Personal information
- Born: 28 June 1954 (age 72) Hamm, West Germany
- Height: 1.69 m (5 ft 7 in)
- Weight: 55 kg (121 lb)

Sport
- Sport: Swimming
- Club: Wasserfreunde Wuppertal

Medal record
Representing West Germany
Summer Olympics
| Bronze medal – third place | 1972 Munich | 4×100 m freestyle |
| Bronze medal – third place | 1972 Munich | 4×100 m medley |
World Championships
| Bronze medal – third place | 1973 Belgrade | 4×100 m freestyle |
| Bronze medal – third place | 1973 Belgrade | 4×100 m medley |
European Championships
| Silver medal – second place | 1974 Vienna | 4×100 m medley |
Summer Universiade
| Gold medal – first place | 1977 Sofia | 100 m freestyle |
| Silver medal – second place | 1973 Moscow | 100 m freestyle |

= Jutta Weber =

German swimmer (born 1954)

Judith "Jutta" Weber (later Meeuw, born 28 June 1954) is a German former swimmer who competed in the 1972 and 1976 Summer Olympics, and won bronze medals in the 4 × 100 m freestyle and 4 × 100 m medley relay events in 1972. She repeated this achievement next year at the 1973 World Aquatics Championships.

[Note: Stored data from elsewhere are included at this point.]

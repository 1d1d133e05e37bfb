use axum::{
    extract::{
        multipart::{MultipartError, MultipartRejection},
        Multipart, Query, State,
    },
    http::{header, HeaderName, HeaderValue, StatusCode},
    response::{IntoResponse, Response},
};
use panel_pixels::RGB565_FORMAT_TAG;
use std::collections::HashMap;
use std::sync::Arc;
use utoipa::ToSchema;

use crate::error::ApiError;
use crate::models::{ServerConfig, TranscodeParams};
use crate::services::{PackedOutput, Transcoder};

pub const X_WIDTH: HeaderName = HeaderName::from_static("x-width");
pub const X_HEIGHT: HeaderName = HeaderName::from_static("x-height");
pub const X_FORMAT: HeaderName = HeaderName::from_static("x-format");

/// Multipart body of `/optimize`.
#[derive(Debug, ToSchema)]
#[allow(dead_code)]
pub struct UploadForm {
    /// The image to transcode (PNG, JPEG, GIF, BMP, WebP or TIFF)
    #[schema(value_type = String, format = Binary)]
    file: Vec<u8>,
}

/// Transcode an uploaded image for a fixed-size panel
///
/// Decodes the first uploaded file, optionally applies its EXIF rotation,
/// fits it into `w` x `h`, optionally keys near-white pixels to transparent
/// and returns PNG, JPEG or raw little-endian RGB565.
///
/// Out-of-range or unparseable query values fall back to their defaults or
/// are clamped; they never fail the request.
#[utoipa::path(
    post,
    path = "/optimize",
    request_body(content = UploadForm, content_type = "multipart/form-data"),
    params(
        ("w" = Option<u32>, Query, description = "Target width, 1-4096 (default 800)"),
        ("h" = Option<u32>, Query, description = "Target height, 1-4096 (default 480)"),
        ("fit" = Option<String>, Query, description = "cover | contain | fill | inside | outside (default contain)"),
        ("fmt" = Option<String>, Query, description = "png | jpeg | rgb565 (default png)"),
        ("q" = Option<u8>, Query, description = "JPEG quality, 1-100 (default 80)"),
        ("bg" = Option<String>, Query, description = "Padding color as 6 hex digits (default 000000)"),
        ("rotate" = Option<String>, Query, description = "1 to apply EXIF orientation (default on)"),
        ("alpha" = Option<String>, Query, description = "1 to keep transparency (PNG only)"),
        ("strip" = Option<String>, Query, description = "white to key near-white pixels (needs alpha=1)"),
        ("strip_tol" = Option<u8>, Query, description = "Keying tolerance, 1-120 (default 24)"),
    ),
    responses(
        (status = 200, description = "Transcoded image: image/png, image/jpeg, or for fmt=rgb565 an application/octet-stream buffer with X-Width, X-Height and X-Format headers", content_type = "image/png"),
        (status = 400, description = "Missing file or malformed multipart body", body = crate::error::ErrorResponse),
        (status = 413, description = "Upload exceeds the size limit", body = crate::error::ErrorResponse),
        (status = 500, description = "Decode, resize or encode failed", body = crate::error::ErrorResponse),
    ),
    tag = "Transcode"
)]
pub async fn handle_optimize(
    State(transcoder): State<Arc<Transcoder>>,
    State(config): State<Arc<ServerConfig>>,
    Query(query): Query<HashMap<String, String>>,
    multipart: Result<Multipart, MultipartRejection>,
) -> Result<Response, ApiError> {
    // Parameters are resolved before the body is read
    let params = TranscodeParams::resolve(&query);
    tracing::debug!(?params, "Resolved transcode parameters");

    let multipart = multipart.map_err(|e| ApiError::MalformedMultipart(e.body_text()))?;
    let upload = read_upload(multipart, config.max_upload_bytes).await?;

    tracing::debug!(bytes = upload.len(), "Received upload");

    let output = tokio::task::spawn_blocking(move || transcoder.transcode(&upload, &params))
        .await
        .map_err(|e| ApiError::Internal(format!("Transcode task failed: {e}")))??;

    Ok(into_http_response(output))
}

/// Read the first file field, enforcing `limit` while streaming.
///
/// Fields without a filename are skipped.
async fn read_upload(mut multipart: Multipart, limit: usize) -> Result<Vec<u8>, ApiError> {
    while let Some(mut field) = multipart
        .next_field()
        .await
        .map_err(|e| multipart_error(e, limit))?
    {
        if field.file_name().is_none() {
            continue;
        }

        let mut data = Vec::new();
        while let Some(chunk) = field.chunk().await.map_err(|e| multipart_error(e, limit))? {
            if data.len() + chunk.len() > limit {
                return Err(ApiError::UploadTooLarge { limit });
            }
            data.extend_from_slice(&chunk);
        }
        return Ok(data);
    }

    Err(ApiError::MissingUpload)
}

fn multipart_error(error: MultipartError, limit: usize) -> ApiError {
    if error.status() == StatusCode::PAYLOAD_TOO_LARGE {
        ApiError::UploadTooLarge { limit }
    } else {
        ApiError::MalformedMultipart(error.body_text())
    }
}

fn into_http_response(output: PackedOutput) -> Response {
    let content_type = output.content_type();
    let cache_control = output.cache_control();

    let dimensions = match &output {
        PackedOutput::Rgb565 { width, height, .. } => Some((*width, *height)),
        _ => None,
    };

    let body = output.into_bytes();
    let content_length = body.len();
    let mut response = (
        StatusCode::OK,
        [
            (header::CONTENT_TYPE, content_type),
            (header::CACHE_CONTROL, cache_control),
        ],
        body,
    )
        .into_response();
    response
        .headers_mut()
        .insert(header::CONTENT_LENGTH, HeaderValue::from(content_length));

    if let Some((width, height)) = dimensions {
        let headers = response.headers_mut();
        headers.insert(X_WIDTH, HeaderValue::from(width));
        headers.insert(X_HEIGHT, HeaderValue::from(height));
        headers.insert(X_FORMAT, HeaderValue::from_static(RGB565_FORMAT_TAG));
    }

    response
}
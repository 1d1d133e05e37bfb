//! Test application factory for integration tests.

use axum::{body::Body, http::Request};
use http_body_util::BodyExt;
use tower::ServiceExt;

use panelpress::models::ServerConfig;
use panelpress::server::{build_router, create_app_state};

use super::fixtures::{multipart_body, Part, BOUNDARY};

/// Test application wrapping the production router
pub struct TestApp {
    router: axum::Router,
    pub config: ServerConfig,
}

impl TestApp {
    /// Create a test application with fast PNG settings
    pub fn new() -> Self {
        Self::with_config(Self::test_config())
    }

    /// Create a test application with a custom configuration
    pub fn with_config(config: ServerConfig) -> Self {
        let state = create_app_state(config.clone());
        let router = build_router(state);
        Self { router, config }
    }

    /// Default configuration with the cheapest oxipng preset
    pub fn test_config() -> ServerConfig {
        ServerConfig {
            png_effort: 0,
            ..ServerConfig::default()
        }
    }

    /// Make a GET request to the given path
    pub async fn get(&self, path: &str) -> TestResponse {
        self.request(Request::get(path).body(Body::empty()).unwrap())
            .await
    }

    /// Upload a single file field named `file`
    pub async fn post_file(&self, path: &str, filename: &str, data: &[u8]) -> TestResponse {
        self.post_multipart(
            path,
            &[Part::File {
                name: "file",
                filename,
                data,
            }],
        )
        .await
    }

    /// POST a multipart body built from `parts`
    pub async fn post_multipart(&self, path: &str, parts: &[Part<'_>]) -> TestResponse {
        self.post_multipart_with_headers(path, parts, &[]).await
    }

    /// POST a multipart body with extra request headers
    pub async fn post_multipart_with_headers(
        &self,
        path: &str,
        parts: &[Part<'_>],
        headers: &[(&str, &str)],
    ) -> TestResponse {
        let mut builder = Request::post(path).header(
            "Content-Type",
            format!("multipart/form-data; boundary={BOUNDARY}"),
        );
        for (name, value) in headers {
            builder = builder.header(*name, *value);
        }
        self.request(builder.body(Body::from(multipart_body(parts))).unwrap())
            .await
    }

    /// POST an arbitrary body with the given content type
    pub async fn post_raw(&self, path: &str, content_type: &str, body: Vec<u8>) -> TestResponse {
        self.request(
            Request::post(path)
                .header("Content-Type", content_type)
                .body(Body::from(body))
                .unwrap(),
        )
        .await
    }

    /// Send an arbitrary request with custom headers and no body
    pub async fn send_with_headers(
        &self,
        method: &str,
        path: &str,
        headers: &[(&str, &str)],
    ) -> TestResponse {
        let mut builder = Request::builder().method(method).uri(path);
        for (name, value) in headers {
            builder = builder.header(*name, *value);
        }
        self.request(builder.body(Body::empty()).unwrap()).await
    }

    /// Send a request to the router
    async fn request(&self, request: Request<Body>) -> TestResponse {
        let response = self
            .router
            .clone()
            .oneshot(request)
            .await
            .expect("Request failed");

        let status = response.status();
        let headers = response.headers().clone();
        let body = response
            .into_body()
            .collect()
            .await
            .expect("Failed to collect body")
            .to_bytes()
            .to_vec();

        TestResponse {
            status,
            headers,
            body,
        }
    }
}

impl Default for TestApp {
    fn default() -> Self {
        Self::new()
    }
}

/// Test response with convenience methods
pub struct TestResponse {
    pub status: axum::http::StatusCode,
    pub headers: axum::http::HeaderMap,
    pub body: Vec<u8>,
}

impl TestResponse {
    /// Parse body as JSON
    pub fn json<T: serde::de::DeserializeOwned>(&self) -> T {
        serde_json::from_slice(&self.body).expect("Failed to parse JSON response")
    }

    /// Get body as string
    pub fn text(&self) -> String {
        String::from_utf8_lossy(&self.body).to_string()
    }

    /// Get raw body bytes
    pub fn bytes(&self) -> &[u8] {
        &self.body
    }

    /// Get a header as a string
    pub fn header(&self, name: &str) -> Option<&str> {
        self.headers.get(name).and_then(|v| v.to_str().ok())
    }

    /// Check if response is a PNG image
    pub fn is_png(&self) -> bool {
        self.body.len() >= 8 && &self.body[0..8] == b"\x89PNG\r\n\x1a\n"
    }

    /// Check if response is a JPEG image
    pub fn is_jpeg(&self) -> bool {
        self.body.len() >= 3 && self.body[0..3] == [0xFF, 0xD8, 0xFF]
    }

    /// Decode the body as an image
    pub fn image(&self) -> image::DynamicImage {
        image::load_from_memory(&self.body).expect("Failed to decode response image")
    }
}
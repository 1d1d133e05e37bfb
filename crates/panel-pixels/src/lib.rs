#![allow(clippy::manual_range_contains)]

//! panel-pixels: raw pixel work for embedded LCD panels
//!
//! This crate holds the parts of the transcoding pipeline that operate
//! directly on interleaved 8-bit pixel buffers and must be bit-exact:
//!
//! - [`PixelSurface`]: an owned RGB or RGBA buffer whose length is always
//!   `width * height * channels`
//! - [`NearWhiteKey`]: clears the alpha of bright, low-saturation pixels so a
//!   white backdrop becomes transparent
//! - [`pack_rgb565_le`]: packs a surface into 16-bit RGB565, low byte first,
//!   the layout an ESP32 LCD DMA buffer expects
//!
//! Decoding, resampling and compression live elsewhere; everything here is
//! plain integer arithmetic with no dependencies.
//!
//! # Example
//!
//! ```
//! use panel_pixels::{pack_rgb565_le, Channels, NearWhiteKey, PixelSurface};
//!
//! let surface = PixelSurface::new(
//!     vec![255, 255, 255, 255, 10, 20, 30, 255],
//!     2,
//!     1,
//!     Channels::Rgba,
//! )
//! .unwrap();
//!
//! let key = NearWhiteKey::new(24);
//! let (keyed, cleared) = key.apply(surface);
//! assert_eq!(cleared, 1);
//! assert_eq!(keyed.pixel(0, 0), &[255, 255, 255, 0]);
//!
//! let packed = pack_rgb565_le(&keyed.drop_alpha());
//! assert_eq!(packed, vec![0xFF, 0xFF, 0xA3, 0x08]);
//! ```
//!
//! # RGB565 Layout
//!
//! ```text
//!  bit 15                             0
//!      R R R R R G G G G G G B B B B B
//!
//!  byte 0 = bits 7..0   (low byte, sent first)
//!  byte 1 = bits 15..8  (high byte)
//! ```
//!
//! Quantization truncates: the low 3 bits of red and blue and the low 2 bits
//! of green are masked off, never rounded.

pub mod keying;
pub mod rgb565;
pub mod surface;


pub use keying::{clamp_tolerance, NearWhiteKey, DEFAULT_TOLERANCE, MAX_TOLERANCE, MIN_TOLERANCE};
pub use rgb565::{pack_rgb565_le, rgb565, RGB565_FORMAT_TAG};
pub use surface::{Channels, PixelSurface, SurfaceError};
//! Assertion helpers for tests.

use axum::http::StatusCode;
use pretty_assertions::assert_eq;

use super::app::TestResponse;

/// Assert response has expected status code
pub fn assert_status(response: &TestResponse, expected: StatusCode) {
    assert_eq!(
        response.status,
        expected,
        "Expected status {}, got {}. Body: {}",
        expected,
        response.status,
        response.text()
    );
}

/// Assert response is OK (200)
pub fn assert_ok(response: &TestResponse) {
    assert_status(response, StatusCode::OK);
}

/// Assert response is a valid PNG image
pub fn assert_png(response: &TestResponse) {
    assert_ok(response);
    assert!(
        response.is_png(),
        "Expected PNG image, got {} bytes starting with {:?}",
        response.body.len(),
        &response.body[..8.min(response.body.len())]
    );
    assert_eq!(
        response.header("content-type"),
        Some("image/png"),
        "Expected Content-Type: image/png"
    );
}

/// Assert response is a valid JPEG image
pub fn assert_jpeg(response: &TestResponse) {
    assert_ok(response);
    assert!(response.is_jpeg(), "Expected JPEG image");
    assert_eq!(response.header("content-type"), Some("image/jpeg"));
}

/// Assert an error response with the given status and `error` message
pub fn assert_error(response: &TestResponse, status: StatusCode, message: &str) {
    assert_status(response, status);
    let json: serde_json::Value = response.json();
    assert_eq!(
        json["error"].as_str(),
        Some(message),
        "Unexpected error body: {}",
        response.text()
    );
}

/// Assert that an encoded image is immutable-cacheable
pub fn assert_immutable_cache(response: &TestResponse) {
    assert_eq!(
        response.header("cache-control"),
        Some("public, max-age=31536000, immutable")
    );
}

/// Assert channel values are within one step of each other
pub fn assert_pixel_near(actual: &[u8], expected: &[u8]) {
    assert_eq!(actual.len(), expected.len());
    for (a, e) in actual.iter().zip(expected) {
        assert!(
            a.abs_diff(*e) <= 1,
            "pixel {actual:?} differs from {expected:?}"
        );
    }
}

In 1974, she won a European silver medal in the 4 × 100 m medley.

Individually, she became national champion in the 100 m (1972, 1973, 1975–1977) and 200 m freestyle (1972, 1973, 1975, 1976). The FRG 1976 Olympic team for the 200 m freestyle included Regina Nissen, Marion Platten and Weber.

Her husband, Folkert Meeuw, competed for West Germany in swimming at the 1968 and 1972 Olympics and won a silver medal in 1972. Her son, Helge Meeuw, also competed in swimming, for unified Germany, in the 2004, 2008 and 2012 Olympics, and won a silver medal in 2012.